**Exercise**
Restate the whole listing exactly, leaving nothing out.

**Excerpted data**
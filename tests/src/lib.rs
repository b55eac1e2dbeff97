mod exec_log;
pub use exec_log::ExecLog;

pub use logging_driver::{DriverOp, LoggingDriver};

pub mod models;
use models::{Cat, House, Human};

pub use std_util::prelude::*;

use minirecord::{db, Db};
use minirecord_driver_sqlite::Sqlite;

/// Houses, humans, and their cats: the schema and seed rows every test
/// starts from.
pub const CATS_SQL: &str = include_str!("../fixtures/cats.sql");

/// Path of [`CATS_SQL`] on disk.
pub const CATS_SQL_PATH: &str = concat!(env!("CARGO_MANIFEST_DIR"), "/fixtures/cats.sql");

/// Routes `tracing` output to the test harness. `RUST_LOG=minirecord::sql=debug`
/// shows every statement.
pub fn init_tracing() {
    let _ = tracing_subscriber::fmt()
        .with_env_filter(tracing_subscriber::EnvFilter::from_default_env())
        .with_test_writer()
        .try_init();
}

/// A builder with the fixture record types registered and the fixture
/// schema script.
pub fn models() -> db::Builder {
    let mut builder = Db::builder();
    builder
        .register::<Cat>()
        .register::<Human>()
        .register::<House>()
        .schema_script(CATS_SQL);
    builder
}

/// A fresh in-memory database seeded from the fixture.
pub fn setup() -> Db {
    init_tracing();
    models().build().unwrap()
}

/// Like [`setup`], recording every statement. Statements issued while
/// building (table reflection) are cleared from the log.
pub fn setup_logged() -> (Db, ExecLog) {
    init_tracing();

    let driver = LoggingDriver::new(Box::new(Sqlite::in_memory()));
    let mut log = ExecLog::new(driver.ops_log_handle());

    let db = models().driver(driver).build().unwrap();
    log.clear();

    (db, log)
}
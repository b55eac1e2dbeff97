use minirecord::{attrs, Record};
use pretty_assertions::assert_eq;
use tests::{models::*, *};

#[test]
fn has_many_in_two_queries() {
    let (db, log) = setup_logged();

    let humans = Human::includes::<Cat>(&db, "cats").unwrap();

    assert_eq!(log.queries(), 2);
    assert_eq!(
        log.sql(),
        ["SELECT * FROM humans;", "SELECT * FROM cats;"]
    );

    assert_eq!(humans.len(), 4);

    let counts: Vec<_> = humans.iter().map(|human| human.associated().len()).collect();
    assert_eq!(counts, [1, 1, 2, 0]);
}

#[test]
fn belongs_to_in_two_queries() {
    let (db, log) = setup_logged();

    let cats = Cat::includes::<Human>(&db, "human").unwrap();
    assert_eq!(log.queries(), 2);

    assert_eq!(cats.len(), 5);
    assert_eq!(cats[0].one().unwrap().fname().as_deref(), Some("Devon"));
    assert_eq!(cats[3].one().unwrap().fname().as_deref(), Some("Ned"));

    // NULL foreign key
    assert_eq!(cats[4].name().as_deref(), Some("Stray Cat"));
    assert!(cats[4].associated().is_empty());
    assert_eq!(cats[4].one(), None);
}

#[test]
fn query_count_does_not_grow_with_rows() {
    let (db, mut log) = setup_logged();

    for i in 0..20 {
        let mut cat = Cat::new(attrs! { name: format!("Kitten {i}"), owner_id: i % 4 + 1 }).unwrap();
        cat.insert(&db).unwrap();
    }
    log.clear();

    let humans = Human::includes::<Cat>(&db, "cats").unwrap();

    assert_eq!(log.queries(), 2);
    let total: usize = humans.iter().map(|human| human.associated().len()).sum();
    assert_eq!(total, 24);
}

#[test]
fn matches_the_per_record_accessors() {
    let db = setup();

    for human in Human::includes::<Cat>(&db, "cats").unwrap() {
        assert_eq!(human.cats(&db).unwrap(), human.associated().to_vec());
    }

    for cat in Cat::includes::<Human>(&db, "human").unwrap() {
        assert_eq!(cat.human(&db).unwrap().as_ref(), cat.one());
    }

    for house in House::includes::<Human>(&db, "humans").unwrap() {
        assert_eq!(house.humans(&db).unwrap(), house.associated().to_vec());
    }
}

#[test]
fn records_keep_table_order() {
    let db = setup();

    let included: Vec<_> = Cat::includes::<Human>(&db, "human")
        .unwrap()
        .into_iter()
        .map(|cat| cat.into_parts().0)
        .collect();

    assert_eq!(included, Cat::all(&db).unwrap());
}

#[test]
fn rejects_bad_associations_before_querying() {
    let (db, log) = setup_logged();

    assert!(Human::includes::<Cat>(&db, "pets")
        .unwrap_err()
        .is_invalid_association());
    assert!(Human::includes::<House>(&db, "cats")
        .unwrap_err()
        .is_invalid_association());

    assert!(log.is_empty());
}

#[test]
fn through_associations_cannot_be_included() {
    let db = setup();

    // Through associations are resolved per call, never declared on the model
    assert!(Cat::includes::<House>(&db, "home")
        .unwrap_err()
        .is_invalid_association());
}
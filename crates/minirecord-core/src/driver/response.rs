use crate::stmt::RecordSet;

#[derive(Debug, Clone, PartialEq)]
pub enum Response {
    /// Number of rows impacted by the operation
    Count(u64),

    /// Query result, header first
    Rows(RecordSet),
}

impl Response {
    pub fn count(count: u64) -> Self {
        Self::Count(count)
    }

    pub fn rows(rows: RecordSet) -> Self {
        Self::Rows(rows)
    }

    pub fn is_count(&self) -> bool {
        matches!(self, Self::Count(_))
    }

    pub fn is_rows(&self) -> bool {
        matches!(self, Self::Rows(_))
    }

    #[track_caller]
    pub fn into_count(self) -> u64 {
        match self {
            Self::Count(count) => count,
            _ => panic!("expected row count; response={self:#?}"),
        }
    }

    #[track_caller]
    pub fn into_rows(self) -> RecordSet {
        match self {
            Self::Rows(rows) => rows,
            _ => panic!("expected rows; response={self:#?}"),
        }
    }
}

**Output for this task**
filename tests/src/lib.rs
repository b55eac1e2dbeff97
mod exec_log;
pub use exec_log::ExecLog;

pub use logging_driver::{DriverOp, LoggingDriver};

pub mod models;
use models::{Cat, House, Human};

pub use std_util::prelude::*;

use minirecord::{db, Db};
use minirecord_driver_sqlite::Sqlite;

/// Houses, humans, and their cats: the schema and seed rows every test
/// starts from.
pub const CATS_SQL: &str = include_str!("../fixtures/cats.sql");

/// Path of [`CATS_SQL`] on disk.
pub const CATS_SQL_PATH: &str = concat!(env!("CARGO_MANIFEST_DIR"), "/fixtures/cats.sql");

/// Routes `tracing` output to the test harness. `RUST_LOG=minirecord::sql=debug`
/// shows every statement.
pub fn init_tracing() {
    let _ = tracing_subscriber::fmt()
        .with_env_filter(tracing_subscriber::EnvFilter::from_default_env())
        .with_test_writer()
        .try_init();
}

/// A builder with the fixture record types registered and the fixture
/// schema script.
pub fn models() -> db::Builder {
    let mut builder = Db::builder();
    builder
        .register::<Cat>()
        .register::<Human>()
        .register::<House>()
        .schema_script(CATS_SQL);
    builder
}

/// A fresh in-memory database seeded from the fixture.
pub fn setup() -> Db {
    init_tracing();
    models().build().unwrap()
}

/// Like [`setup`], recording every statement. Statements issued while
/// building (table reflection) are cleared from the log.
pub fn setup_logged() -> (Db, ExecLog) {
    init_tracing();

    let driver = LoggingDriver::new(Box::new(Sqlite::in_memory()));
    let mut log = ExecLog::new(driver.ops_log_handle());

    let db = models().driver(driver).build().unwrap();
    log.clear();

    (db, log)
}
repository b55eac1e2dbeff97
use minirecord::{attrs, Record};
use pretty_assertions::assert_eq;
use tests::{models::*, *};

#[test]
fn has_many_in_two_queries() {
    let (db, log) = setup_logged();

    let humans = Human::includes::<Cat>(&db, "cats").unwrap();

    assert_eq!(log.queries(), 2);
    assert_eq!(
        log.sql(),
        ["SELECT * FROM humans;", "SELECT * FROM cats;"]
    );

    assert_eq!(humans.len(), 4);

    let counts: Vec<_> = humans.iter().map(|human| human.associated().len()).collect();
    assert_eq!(counts, [1, 1, 2, 0]);
}

#[test]
fn belongs_to_in_two_queries() {
    let (db, log) = setup_logged();

    let cats = Cat::includes::<Human>(&db, "human").unwrap();
    assert_eq!(log.queries(), 2);

    assert_eq!(cats.len(), 5);
    assert_eq!(cats[0].one().unwrap().fname().as_deref(), Some("Devon"));
    assert_eq!(cats[3].one().unwrap().fname().as_deref(), Some("Ned"));

    // NULL foreign key
    assert_eq!(cats[4].name().as_deref(), Some("Stray Cat"));
    assert!(cats[4].associated().is_empty());
    assert_eq!(cats[4].one(), None);
}

#[test]
fn query_count_does_not_grow_with_rows() {
    let (db, mut log) = setup_logged();

    for i in 0..20 {
        let mut cat = Cat::new(attrs! { name: format!("Kitten {i}"), owner_id: i % 4 + 1 }).unwrap();
        cat.insert(&db).unwrap();
    }
    log.clear();

    let humans = Human::includes::<Cat>(&db, "cats").unwrap();

    assert_eq!(log.queries(), 2);
    let total: usize = humans.iter().map(|human| human.associated().len()).sum();
    assert_eq!(total, 24);
}

#[test]
fn matches_the_per_record_accessors() {
    let db = setup();

    for human in Human::includes::<Cat>(&db, "cats").unwrap() {
        assert_eq!(human.cats(&db).unwrap(), human.associated().to_vec());
    }

    for cat in Cat::includes::<Human>(&db, "human").unwrap() {
        assert_eq!(cat.human(&db).unwrap().as_ref(), cat.one());
    }

    for house in House::includes::<Human>(&db, "humans").unwrap() {
        assert_eq!(house.humans(&db).unwrap(), house.associated().to_vec());
    }
}

#[test]
fn records_keep_table_order() {
    let db = setup();

    let included: Vec<_> = Cat::includes::<Human>(&db, "human")
        .unwrap()
        .into_iter()
        .map(|cat| cat.into_parts().0)
        .collect();

    assert_eq!(included, Cat::all(&db).unwrap());
}

#[test]
fn rejects_bad_associations_before_querying() {
    let (db, log) = setup_logged();

    assert!(Human::includes::<Cat>(&db, "pets")
        .unwrap_err()
        .is_invalid_association());
    assert!(Human::includes::<House>(&db, "cats")
        .unwrap_err()
        .is_invalid_association());

    assert!(log.is_empty());
}

#[test]
fn through_associations_cannot_be_included() {
    let db = setup();

    // Through associations are resolved per call, never declared on the model
    assert!(Cat::includes::<House>(&db, "home")
        .unwrap_err()
        .is_invalid_association());
}
filename crates/minirecord-core/src/driver/response.rs
use crate::stmt::RecordSet;

#[derive(Debug, Clone, PartialEq)]
pub enum Response {
    /// Number of rows impacted by the operation
    Count(u64),

    /// Query result, header first
    Rows(RecordSet),
}

impl Response {
    pub fn count(count: u64) -> Self {
        Self::Count(count)
    }

    pub fn rows(rows: RecordSet) -> Self {
        Self::Rows(rows)
    }

    pub fn is_count(&self) -> bool {
        matches!(self, Self::Count(_))
    }

    pub fn is_rows(&self) -> bool {
        matches!(self, Self::Rows(_))
    }

    #[track_caller]
    pub fn into_count(self) -> u64 {
        match self {
            Self::Count(count) => count,
            _ => panic!("expected row count; response={self:#?}"),
        }
    }

    #[track_caller]
    pub fn into_rows(self) -> RecordSet {
        match self {
            Self::Rows(rows) => rows,
            _ => panic!("expected rows; response={self:#?}"),
        }
    }
}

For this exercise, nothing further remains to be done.